To be fair, the evidence for extinction was still thin. Fossils—the gateway to former life forms—had long been seen as natural curiosities. But, as clues to the past, their meaning was murky. The presence of plant and animal shapes found in solid rock, and especially the appearance of fossilized marine life on mountaintops around the world, had puzzled people for centuries. There were imaginative explanations—though not to the point of guessing the truth—that whole worlds of living organisms had come and gone in the eons before us. It was believed by some that ocean life—possibly seeds or spawn—had been carried up to the mountains during the biblical deluge. Speculation during the Middle Ages centered on some kind of geological hoax perpetrated within the earth’s mantle, where supposed “plastic forces” created rocky simulations of living things. Earlier, the Greeks had thought it possible that the sea had once covered the land where marine fossils turned up. Aristotle believed such fossils might be the residue of creatures trapped in crevices of formerly submerged rocks. Leonardo da Vinci thought the fossilized assemblages of corals and shells found in the mountains of Italy argued against a biblical interpretation. He noticed they were intact and arranged in the same way as in the ocean. Da Vinci concluded that it was impossible for such objects to have been transported to the mountains in a pristine condition—especially by way of a violent, forty-day flood. Linnaeus took a pragmatic view of fossils, naming them as if they were any other extant species.

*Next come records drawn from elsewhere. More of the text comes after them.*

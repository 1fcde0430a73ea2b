// SPDX-License-Identifier: LGPL-2.1-or-later
// Copyright (C) 2025 Distlock Contributors
//
// This file is part of distlock.
//
// distlock is free software: you can redistribute it and/or modify
// it under the terms of the GNU Lesser General Public License as published by
// the Free Software Foundation, either version 2.1 of the License, or
// (at your option) any later version.
//
// distlock is distributed in the hope that it will be useful,
// but WITHOUT ANY WARRANTY; without even the implied warranty of
// MERCHANTABILITY or FITNESS FOR A PARTICULAR PURPOSE. See the
// GNU Lesser General Public License for more details.
//
// You should have received a copy of the GNU Lesser General Public License
// along with distlock. If not, see <https://www.gnu.org/licenses/>.

//! Redis-based lock store (single node).
//!
//! ## Purpose
//! TTL-based distributed locking on Redis primitives. Exclusive holds live
//! in a plain string key (`SET NX PX` semantics), shared holds in a sorted
//! set of tokens scored by their expiry instant. Every mutation runs as a
//! Lua script so the read-check-write sequence is atomic on the server.
//!
//! ## Persisted layout
//! - exclusive: `key = resource`, `value = token`, TTL = lease
//! - shared: `key = resource` as a sorted set, one member per reader token,
//!   `score = expiry epoch-millis`; the key TTL tracks the latest member
//!
//! The two layouts share one key name, so the type of the value is what
//! arbitrates between writer and readers. Expired readers are purged with
//! `ZREMRANGEBYSCORE` before any decision is taken.

use std::time::{Duration, SystemTime};

use async_trait::async_trait;
use redis::aio::ConnectionManager;
use redis::Script;
use tracing::instrument;

use crate::error::{LockError, LockResult};
use crate::key::Key;
use crate::store::{check_not_expired, validate_ttl, Capabilities, LockStore};

const IDENTITY: &str = "redis";

/// Lease applied by `save` before the coordinator refreshes it down to the
/// caller's TTL.
const DEFAULT_INIT_TTL: Duration = Duration::from_secs(300);

const SAVE_SCRIPT: &str = r"
    if redis.call('EXISTS', KEYS[1]) == 1 then
        local kind = redis.call('TYPE', KEYS[1])
        kind = kind.ok or kind
        if kind == 'zset' then
            redis.call('ZREMRANGEBYSCORE', KEYS[1], '-inf', ARGV[2])
            local score = redis.call('ZSCORE', KEYS[1], ARGV[1])
            if score then
                redis.call('ZREM', KEYS[1], ARGV[1])
            end
            if redis.call('EXISTS', KEYS[1]) == 1 then
                if score then
                    redis.call('ZADD', KEYS[1], score, ARGV[1])
                end
                return 0
            end
        elseif redis.call('GET', KEYS[1]) ~= ARGV[1] then
            return 0
        end
    end
    redis.call('SET', KEYS[1], ARGV[1], 'PX', ARGV[3])
    return 1
";

const SAVE_READ_SCRIPT: &str = r"
    local kind = redis.call('TYPE', KEYS[1])
    kind = kind.ok or kind
    if kind == 'string' then
        if redis.call('GET', KEYS[1]) ~= ARGV[1] then
            return 0
        end
        redis.call('DEL', KEYS[1])
    end
    redis.call('ZREMRANGEBYSCORE', KEYS[1], '-inf', ARGV[2])
    redis.call('ZADD', KEYS[1], ARGV[3], ARGV[1])
    local last = redis.call('ZRANGE', KEYS[1], -1, -1, 'WITHSCORES')
    redis.call('PEXPIREAT', KEYS[1], last[2])
    return 1
";

const PUT_OFF_SCRIPT: &str = r"
    local kind = redis.call('TYPE', KEYS[1])
    kind = kind.ok or kind
    if kind == 'zset' then
        redis.call('ZREMRANGEBYSCORE', KEYS[1], '-inf', ARGV[2])
        if not redis.call('ZSCORE', KEYS[1], ARGV[1]) then
            return 0
        end
        redis.call('ZADD', KEYS[1], ARGV[3], ARGV[1])
        local last = redis.call('ZRANGE', KEYS[1], -1, -1, 'WITHSCORES')
        redis.call('PEXPIREAT', KEYS[1], last[2])
        return 1
    end
    if redis.call('GET', KEYS[1]) ~= ARGV[1] then
        return 0
    end
    redis.call('PEXPIREAT', KEYS[1], ARGV[3])
    return 1
";

const DELETE_SCRIPT: &str = r"
    local kind = redis.call('TYPE', KEYS[1])
    kind = kind.ok or kind
    if kind == 'zset' then
        redis.call('ZREM', KEYS[1], ARGV[1])
    elseif redis.call('GET', KEYS[1]) == ARGV[1] then
        redis.call('DEL', KEYS[1])
    end
    return 1
";

const EXISTS_SCRIPT: &str = r"
    local kind = redis.call('TYPE', KEYS[1])
    kind = kind.ok or kind
    if kind == 'zset' then
        local score = redis.call('ZSCORE', KEYS[1], ARGV[1])
        if score and tonumber(score) > tonumber(ARGV[2]) then
            return 1
        end
        return 0
    end
    if redis.call('GET', KEYS[1]) == ARGV[1] then
        return 1
    end
    return 0
";

/// Redis lock store.
pub struct RedisStore {
    conn: ConnectionManager,
    init_ttl: Duration,
    save_script: Script,
    save_read_script: Script,
    put_off_script: Script,
    delete_script: Script,
    exists_script: Script,
}

impl RedisStore {
    /// Connects with the default initial TTL (300 s).
    ///
    /// Example DSNs: `redis://127.0.0.1/`, `rediss://host:6380/0`.
    pub async fn new(dsn: &str) -> LockResult<Self> {
        Self::with_init_ttl(dsn, DEFAULT_INIT_TTL).await
    }

    /// Connects with an explicit initial TTL applied by `save`.
    #[instrument(skip(dsn, init_ttl))]
    pub async fn with_init_ttl(dsn: &str, init_ttl: Duration) -> LockResult<Self> {
        validate_ttl(init_ttl)?;
        let client = redis::Client::open(dsn)
            .map_err(|err| LockError::InvalidArgument(format!("unsupported Redis DSN: {err}")))?;
        let conn = ConnectionManager::new(client)
            .await
            .map_err(|err| LockError::Storage(format!("failed to connect Redis: {err}")))?;
        Self::from_connection_manager(conn, init_ttl)
    }

    /// Wraps an already-established connection manager.
    pub fn from_connection_manager(
        conn: ConnectionManager,
        init_ttl: Duration,
    ) -> LockResult<Self> {
        validate_ttl(init_ttl)?;
        Ok(Self {
            conn,
            init_ttl,
            save_script: Script::new(SAVE_SCRIPT),
            save_read_script: Script::new(SAVE_READ_SCRIPT),
            put_off_script: Script::new(PUT_OFF_SCRIPT),
            delete_script: Script::new(DELETE_SCRIPT),
            exists_script: Script::new(EXISTS_SCRIPT),
        })
    }
}

fn now_millis() -> u64 {
    SystemTime::now()
        .duration_since(SystemTime::UNIX_EPOCH)
        .unwrap_or(Duration::ZERO)
        .as_millis() as u64
}

#[async_trait]
impl LockStore for RedisStore {
    fn identity(&self) -> &'static str {
        IDENTITY
    }

    fn capabilities(&self) -> Capabilities {
        Capabilities::PERSISTING | Capabilities::EXPIRING | Capabilities::SHARED
    }

    async fn save(&self, key: &mut Key) -> LockResult<()> {
        let token = key.unique_token(IDENTITY);
        key.reduce_lifetime(self.init_ttl);
        let mut conn = self.conn.clone();
        let granted: i64 = self
            .save_script
            .key(key.resource())
            .arg(&token)
            .arg(now_millis())
            .arg(self.init_ttl.as_millis() as u64)
            .invoke_async(&mut conn)
            .await?;
        if granted == 0 {
            return Err(LockError::Conflicted(key.resource().to_string()));
        }
        check_not_expired(key)
    }

    async fn save_read(&self, key: &mut Key) -> LockResult<()> {
        let token = key.unique_token(IDENTITY);
        key.reduce_lifetime(self.init_ttl);
        let now = now_millis();
        let mut conn = self.conn.clone();
        let granted: i64 = self
            .save_read_script
            .key(key.resource())
            .arg(&token)
            .arg(now)
            .arg(now + self.init_ttl.as_millis() as u64)
            .invoke_async(&mut conn)
            .await?;
        if granted == 0 {
            return Err(LockError::Conflicted(key.resource().to_string()));
        }
        check_not_expired(key)
    }

    async fn put_off_expiration(&self, key: &mut Key, ttl: Duration) -> LockResult<()> {
        validate_ttl(ttl)?;
        let token = key.unique_token(IDENTITY);
        key.reduce_lifetime(ttl);
        let now = now_millis();
        let mut conn = self.conn.clone();
        let granted: i64 = self
            .put_off_script
            .key(key.resource())
            .arg(&token)
            .arg(now)
            .arg(now + ttl.as_millis() as u64)
            .invoke_async(&mut conn)
            .await?;
        if granted == 0 {
            return Err(LockError::Conflicted(key.resource().to_string()));
        }
        check_not_expired(key)
    }

    async fn delete(&self, key: &mut Key) -> LockResult<()> {
        let Some(token) = key.token(IDENTITY).map(str::to_string) else {
            return Ok(());
        };
        let mut conn = self.conn.clone();
        let _: i64 = self
            .delete_script
            .key(key.resource())
            .arg(token)
            .invoke_async(&mut conn)
            .await?;
        Ok(())
    }

    async fn exists(&self, key: &Key) -> LockResult<bool> {
        let Some(token) = key.token(IDENTITY) else {
            return Ok(false);
        };
        let mut conn = self.conn.clone();
        let held: i64 = self
            .exists_script
            .key(key.resource())
            .arg(token)
            .arg(now_millis())
            .invoke_async(&mut conn)
            .await?;
        Ok(held == 1)
    }
}
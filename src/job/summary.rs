//! Final human-readable run summary.

use std::path::Path;
use std::time::Duration;

use crate::fsio;
use crate::progress::ProgressState;

/// Renders the run summary text.
#[must_use]
pub fn render_summary(state: &ProgressState, elapsed: Duration) -> String {
    let mut out = String::new();
    out.push_str("skillshelf run summary\n");
    out.push_str("======================\n\n");
    out.push_str(&format!("session:          {}\n", state.session_id));
    out.push_str(&format!("status:           {:?}\n", state.status));
    out.push_str(&format!(
        "skills:           {}/{}\n",
        state.completed_skills, state.total_skills
    ));
    out.push_str(&format!(
        "books:            {}/{}\n",
        state.completed_books, state.total_books
    ));
    out.push_str(&format!("failed items:     {}\n", state.failed_items.len()));
    out.push_str(&format!("elapsed:          {}\n", format_duration(elapsed)));

    if !state.failed_items.is_empty() {
        out.push_str("\nfailed items\n------------\n");
        for (id, item) in &state.failed_items {
            out.push_str(&format!("{id}  [{}]  {}\n", item.kind, item.message));
        }
    }
    out
}

/// Writes the summary next to the progress file.
///
/// # Errors
///
/// Returns the underlying I/O error.
pub fn write_summary(
    path: &Path,
    state: &ProgressState,
    elapsed: Duration,
) -> std::io::Result<()> {
    fsio::write_atomic(path, render_summary(state, elapsed).as_bytes())
}

fn format_duration(duration: Duration) -> String {
    let total = duration.as_secs();
    let hours = total / 3600;
    let minutes = (total % 3600) / 60;
    let seconds = total % 60;
    if hours > 0 {
        format!("{hours}h {minutes:02}m {seconds:02}s")
    } else if minutes > 0 {
        format!("{minutes}m {seconds:02}s")
    } else {
        format!("{seconds}s")
    }
}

All of this would have to be rethought, and soon, because people had begun finding large, unusual-looking bones on both sides of the Atlantic. The discoveries in America were particularly important because they pointed up the shortcomings of Linnaean taxonomy, and also because they sharpened the dispute between American naturalists and another European authority, the great French scientist and nature writer Georges-Louis Leclerc, comte de Buffon.
Count Buffon—or just Buffon, as he was usually called—was a contemporary of Linnaeus. Born in 1707 to a middle-class family in the small town of Montbard in Burgundy, Buffon was an unremarkable student. But he had a curious mind and was fascinated by mathematics and science—as well as money, power, fancy clothes, and beautiful women. Drawing on reserves of ego, ambition, and literary ability, Buffon launched an unlikely but meteoric career as a celebrity naturalist. In 1739, King Louis XV of France appointed Buffon keeper of the Royal Botanical Garden, a prestigious, essentially administrative position. The “garden” was much more than a royal arboretum. It was actually a well-organized academy that offered coursework in medicine and natural science, and which had a small faculty as well as many specimens of plants and animals from around the world. Buffon devoted himself to expanding and cataloguing the collection, called the King’s Cabinet of Natural History. This work morphed into one of the most important and all-encompassing scientific publications of the eighteenth century, the Histoire naturelle, générale et particulière, avec la description du Cabinet du roi—Buffon’s Natural History. The first three installments of this encyclopedic undertaking appeared in 1749. By the time of his death in 1788, Buffon had completed thirty-six volumes, including an edition illustrated with copper engravings of mammals from every corner of the world.